Arcana was involved in the Jane Collective from 1970 to 1972. She was arrested for her work on May 3, 1972, indicted on "charges of felony homicide and conspiracy to commit abortion". The case never came to trial, however, with the charges being dropped with the Roe v. Wade Supreme Court decision in January 1973.

When we lost the right to abortion on the national level, Judith told me that she didn’t expect the right to last this long, actually, and we got a lot more years than she imagined would be possible in 1973. 

Arcana became interested in writing at age three, but did not write seriously until she was in her 20s. Her two prose books about motherhood – Our Mothers’ Daughters (1979)] and Every Mother’s Son (1983)– are radical feminist analysis; both have been read, taught and discussed for many years in the US, Canada and the UK. Grace Paley’s Life Stories, A Literary Biography (1993),is Judith's study of the American writer/activist who died in August 2007. 

In Dec 2007 Judith put together an event at Broadway Books to celebrate Grace’s life. Judith got some real heavy hitters (her words) together who read to us and told stories about Grace, including Ursula  LeGuin, Elisabeth Linder, and Elinor Langer. It was the first time I met Elinor, which made some of my future work possible. There was also cake.

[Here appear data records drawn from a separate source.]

//!
//! Derived values for ellipsoids
//!
//! A complete ellipsoid definition comprises a size (primary) and a shape (secondary)
//! parameter.
//!
//! Size parameters supported are:
//!     R, defining the radius of a spherical planet
//!     a, defining the semimajor axis of an ellipsoidal planet
//!
//! Shape parameters supported are:
//!     rf, the reverse flattening of the ellipsoid
//!     f,  the flattening of the ellipsoid
//!     es, the eccentricity squared
//!     e,  the eccentricity
//!     b,  the semiminor axis
//!
//! The ellps=xxx parameter provides both size and shape for a number of built in
//! ellipsoid definitions.
//!
//! The ellipsoid definition may be augmented with the `R_A` spherification
//! flag, which replaces the ellipsoid with a sphere of the same surface
//! area (`a' = a(1 - es(1/6 + es(17/360 + es*67/3024)))`, `es` cleared to 0).
//!

use crate::ellipsoids::{EllipsoidDefn, FlatteningParam};
use crate::errors::{Error, Result};
use crate::math::consts::EPSLN;
use crate::parameters::ParamList;

// Series coefficients for the authalic (equal-area) sphere radius.
const SIXTH: f64 = 1. / 6.;
const RA4: f64 = 17. / 360.;
const RA6: f64 = 67. / 3024.;

#[derive(Default, Debug, Clone)]
pub(crate) struct PJConsts {
    // The linear parameters
    pub a: f64,  // semimajor axis (radius if eccentricity==0)
    pub b: f64,  // semiminor axis
    pub ra: f64, // 1/a
    pub rb: f64, // 1/b

    // The eccentricities
    pub e: f64,       // first  eccentricity
    pub es: f64,      // first  eccentricity squared
    pub one_es: f64,  // 1 - es
    pub rone_es: f64, // 1/one_es
    pub ep2: f64,     // second eccentricity squared, es/one_es

    // The flattenings
    pub f: f64,  // first  flattening
    pub rf: f64, // 1/f

    // Set when the `R_A` authalic-sphere flag replaced the ellipsoid.
    pub r_a: bool,
}

/// A shape parameter, by order of precedence
#[allow(non_camel_case_types)]
enum ShapeParameter {
    SP_rf(f64),
    SP_f(f64),
    SP_es(f64),
    SP_e(f64),
    SP_b(f64),
}

use ShapeParameter::*;

impl PJConsts {
    fn _sphere(mut self, radius: f64) -> Self {
        self.a = radius;
        self.b = self.a;
        self.rf = f64::INFINITY;
        self.ra = 1. / self.a;
        self.rb = self.ra;
        self.one_es = 1.;
        self.rone_es = 1.;
        self.ep2 = 0.;
        self
    }

    /// Create sphere parameters
    pub fn sphere(radius: f64) -> Result<Self> {
        if !(radius.is_normal() && radius > 0.) {
            return Err(Error::InvalidParameterValue("Invalid radius"));
        }
        Ok(Self::default()._sphere(radius))
    }

    /// Calculate parameters given a and a shape parameter.
    ///
    /// Precedence of shape parameters is "rf", "f", "es", "e", "b"
    fn calc_ellipsoid_params(&mut self, sp: ShapeParameter, r_a: bool) -> Result<()> {
        if self.a <= 0. {
            return Err(Error::InvalidParameterValue("Invalid major axis"));
        }

        let a = self.a;

        match sp {
            SP_rf(rf) => {
                if !(rf >= 0. && rf > 1.) {
                    return Err(Error::InvalidParameterValue("Invalid inverse flattening"));
                }
                let f = 1. / rf;
                self.f = f;
                self.rf = rf;
                self.es = 2. * f - f * f;
                self.e = self.es.sqrt();
                self.b = (1.0 - f) * a;
            }
            SP_f(f) => {
                if !(f >= 0. && f < 1.) {
                    return Err(Error::InvalidParameterValue("Invalid flattening"));
                }
                self.f = f;
                self.es = 2. * f - f * f;
                self.e = self.es.sqrt();
                self.b = (1.0 - f) * a;
                if f > 0. {
                    self.rf = 1. / f;
                }
            }
            SP_es(es) => {
                if !(es >= 0. && es < 1.) {
                    return Err(Error::InvalidParameterValue("Invalid eccentricity"));
                }
                self.es = es;
                self.e = es.sqrt();
                self.f = 1. - self.e.asin().cos();
                self.b = (1.0 - self.f) * a;
                if self.f > 0. {
                    self.rf = 1. / self.f;
                }
            }
            SP_e(e) => {
                if !(e >= 0. && e < 1.) {
                    return Err(Error::InvalidParameterValue("Invalid eccentricity"));
                }
                self.es = e * e;
                self.e = e;
                self.f = 1. - self.e.asin().cos();
                self.b = (1.0 - self.f) * a;
                if self.f > 0. {
                    self.rf = 1. / self.f;
                }
            }
            SP_b(b) => {
                if !(b >= 0. && b < a) {
                    return Err(Error::InvalidParameterValue("Invalid minor axis"));
                }
                let a2 = a * a;
                let b2 = b * b;
                self.b = b;
                self.es = (a2 - b2) / a2;
                self.e = self.es.sqrt();
                self.f = (a - b) / b;
                if self.f > 0. {
                    self.rf = 1. / self.f;
                }
            }
        }

        if (a - self.b).abs() < EPSLN {
            self.b = a;
            self.es = 0.;
            self.e = 0.;
            self.f = 0.;
            self.rf = f64::INFINITY;
        }

        if r_a {
            let es = self.es;
            self.a *= 1. - es * (SIXTH + es * (RA4 + es * RA6));
            self.b = self.a;
            self.es = 0.;
            self.e = 0.;
            self.f = 0.;
            self.rf = f64::INFINITY;
            self.r_a = true;
        }

        self.ra = 1. / self.a;
        self.rb = 1. / self.b;
        self.one_es = 1. - self.es;
        self.rone_es = 1. / self.one_es;
        self.ep2 = self.es / self.one_es;

        Ok(())
    }

    /// Build ellipsoid parameters from a named ellipsoid definition, letting
    /// any of `a`, `rf`, `f`, `es`, `e` or `b` present in `params` override the
    /// definition's own values.
    pub fn try_from_ellipsoid_with_params(
        defn: &EllipsoidDefn,
        params: &ParamList,
        r_a: bool,
    ) -> Result<Self> {
        let mut ellps = Self {
            a: params.try_value::<f64>("a")?.unwrap_or(defn.a),
            ..Self::default()
        };

        let sp = if let Some(rf) = params.try_value::<f64>("rf")? {
            SP_rf(rf)
        } else if let Some(f) = params.try_value::<f64>("f")? {
            SP_f(f)
        } else if let Some(es) = params.try_value::<f64>("es")? {
            SP_es(es)
        } else if let Some(e) = params.try_value::<f64>("e")? {
            SP_e(e)
        } else if let Some(b) = params.try_value::<f64>("b")? {
            SP_b(b)
        } else {
            match defn.rf_or_b {
                FlatteningParam::InvFlat(rf) => SP_rf(rf),
                FlatteningParam::MinorAxis(b) => SP_b(b),
            }
        };

        ellps.calc_ellipsoid_params(sp, r_a)?;
        Ok(ellps)
    }

    /// Return true if this ellipsoid is in fact a sphere.
    pub fn is_sphere(&self) -> bool {
        self.es == 0.
    }

    /// Return true if this ellipsoid is a true ellipsoid (not a sphere).
    pub fn is_ellipsoid(&self) -> bool {
        self.es != 0.
    }
}

/// Public alias: an ellipsoid is fully described by its derived [`PJConsts`].
pub(crate) type Ellipsoid = PJConsts;

#[cfg(test)]
mod tests {
    use super::*;
    use crate::ellipsoids::constants::{SPHERE, WGS84};
    use crate::projstring::parse;

    #[test]
    fn ellps_wgs84_params() {
        let params = parse("+a=6378137").unwrap();
        let e = Ellipsoid::try_from_ellipsoid_with_params(&WGS84, &params, false).unwrap();
        assert!((e.a - 6_378_137.).abs() < 1e-6);
        assert!((e.rf - 298.257_223_563).abs() < 1e-6);
        assert!(!e.is_sphere());
    }

    #[test]
    fn ellps_sphere_collapse() {
        let params = parse("+a=6370997").unwrap();
        let e = Ellipsoid::try_from_ellipsoid_with_params(&SPHERE, &params, false).unwrap();
        assert!(e.is_sphere());
        assert_eq!(e.b, e.a);
    }

    #[test]
    fn ellps_explicit_sphere() {
        let e = Ellipsoid::sphere(6_370_997.).unwrap();
        assert!(e.is_sphere());
    }

    #[test]
    fn ellps_invalid_radius() {
        assert!(Ellipsoid::sphere(-1.).is_err());
    }

    #[test]
    fn ellps_authalic_sphere() {
        let params = parse("+a=6378137").unwrap();
        let e = Ellipsoid::try_from_ellipsoid_with_params(&WGS84, &params, true).unwrap();
        assert!(e.is_sphere());
        assert!(e.r_a);
        // authalic radius sits strictly between b and a for an oblate ellipsoid
        assert!(e.a < 6_378_137. && e.a > 6_356_752.);
    }
}
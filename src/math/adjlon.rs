use super::consts::{EPS_12, PI, TAU};

pub(crate) fn adjlon(mut lon: f64) -> f64 {
    // Let lon slightly overshoot,
    // to avoid spurious sign switching at the date line
    if lon.abs() >= PI + EPS_12 {
        // adjust to 0..2pi rad
        lon += PI;

        // remove integral # of 'revolutions'
        lon -= TAU * (lon / TAU).floor();

        // adjust back to -pi..pi rad
        lon -= PI;
    }
    lon
}
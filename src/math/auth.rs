//!
//! Determine latitude from authalic latitude
//!

pub(crate) fn authset(es: f64) -> (f64, f64, f64) {
    const P00: f64 = 1. / 3.;
    const P01: f64 = 31. / 180.;
    const P02: f64 = 517. / 5040.;
    const P10: f64 = 23. / 360.;
    const P11: f64 = 251. / 3780.;
    const P20: f64 = 761. / 45360.;
    let t = es * es;
    (
        es * P00 + t * P01 + t * es * P02,
        t * P10 + t * es * P11,
        t * es * P20,
    )
}

pub(crate) fn authlat(beta: f64, apa: (f64, f64, f64)) -> f64 {
    let t = beta + beta;
    beta + apa.0 * t.sin() + apa.1 * (t + t).sin() + apa.2 * (t + t + t).sin()
}
//!
//! Gauss conformal sphere
//!

// Original copyright
//
// Copyright (c) 2003   Gerald I. Evenden
//
//
// Permission is hereby granted, free of charge, to any person obtaining
// a copy of this software and associated documentation files (the
// "Software"), to deal in the Software without restriction, including
// without limitation the rights to use, copy, modify, merge, publish,
// distribute, sublicense, and/or sell copies of the Software, and to
// permit persons to whom the Software is furnished to do so, subject to
// the following conditions:
//
// The above copyright notice and this permission notice shall be
// included in all copies or substantial portions of the Software.
//
// THE SOFTWARE IS PROVIDED "AS IS", WITHOUT WARRANTY OF ANY KIND,
// EXPRESS OR IMPLIED, INCLUDING BUT NOT LIMITED TO THE WARRANTIES OF
// MERCHANTABILITY, FITNESS FOR A PARTICULAR PURPOSE AND NONINFRINGEMENT.
// IN NO EVENT SHALL THE AUTHORS OR COPYRIGHT HOLDERS BE LIABLE FOR ANY
// CLAIM, DAMAGES OR OTHER LIABILITY, WHETHER IN AN ACTION OF CONTRACT,
// TORT OR OTHERWISE, ARISING FROM, OUT OF OR IN CONNECTION WITH THE
// SOFTWARE OR THE USE OR OTHER DEALINGS IN THE SOFTWARE.
//
use super::consts::{FRAC_PI_2, FRAC_PI_4};
use crate::errors::{Error, Result};

#[inline]
fn srat(esinp: f64, ratexp: f64) -> f64 {
    ((1. - esinp) / (1. + esinp)).powf(ratexp)
}

#[derive(Debug)]
pub(crate) struct Gauss {
    c: f64,
    k: f64,
    e: f64,
    ratexp: f64,
}

pub(crate) fn gauss_ini(e: f64, phi0: f64) -> Result<(Gauss, f64, f64)> {
    let es = e * e;
    let (sphi, mut cphi) = phi0.sin_cos();

    cphi *= cphi;

    let rc = (1. - es).sqrt() / (1. - es * sphi * sphi);
    let c = (1. + es * cphi * cphi / (1. - es)).sqrt();

    if c == 0. {
        return Err(Error::ToleranceConditionError);
    }

    let chi = (sphi / c).asin();
    let ratexp = 0.5 * c * e;
    let k = (0.5 * chi + FRAC_PI_4).tan()
        / ((0.5 * phi0 + FRAC_PI_4).tan().powf(c) * srat(e * sphi, ratexp));
    Ok((Gauss { c, k, e, ratexp }, chi, rc))
}

pub(crate) fn gauss(lam: f64, phi: f64, en: &Gauss) -> (f64, f64) {
    (
        en.c * lam,
        2. * (en.k * (0.5 * phi + FRAC_PI_4).tan().powf(en.c) * srat(en.e * phi.sin(), en.ratexp))
            .atan()
            - FRAC_PI_2,
    )
}

pub(crate) fn inv_gauss(lam: f64, mut phi: f64, en: &Gauss) -> Result<(f64, f64)> {
    const DEL_TOL: f64 = 1.0e-14;
    const MAX_ITER: usize = 20;
    let mut i = MAX_ITER;
    let num = ((0.5 * phi + FRAC_PI_4).tan() / en.k).powf(1. / en.c);
    while i > 0 {
        let e_phi = 2. * (num * srat(en.e * phi.sin(), -0.5 * en.e)).atan() - FRAC_PI_2;
        if (e_phi - phi).abs() < DEL_TOL {
            phi = e_phi;
            break;
        }
        phi = e_phi;
        i -= 1;
    }
    if i > 0 {
        Ok((lam / en.c, phi))
    } else {
        Err(Error::InvMeridDistConvError)
    }
}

In the late 2010s, Arcana hosted a radio show on poetry on KBOO.

I wooed and recruited her to host a monthly show she called Poetry and Everything. There’s about 5 years of episodes on the KBOO website. Its a joy and treasure to have so much Judith in the archived audio and the written word. 

Arcana has lived in Portland, Oregon since 1995.

I am so lucky that we live here at the same time. I’m so lucky to know her turns of phrases for the Street Roots vendors, that they named a sandwich after her at “her local” (at the time) cafe, that she is a hot dog aficionado. She has a great laugh. She asks excellent questions. She has a long list of published works, which someday when I learn to edit Wikipedia, I’ll add all the pieces and poetry she contributed to Chasing the Night. I’ll change the Jane Collective entry while I’m at it.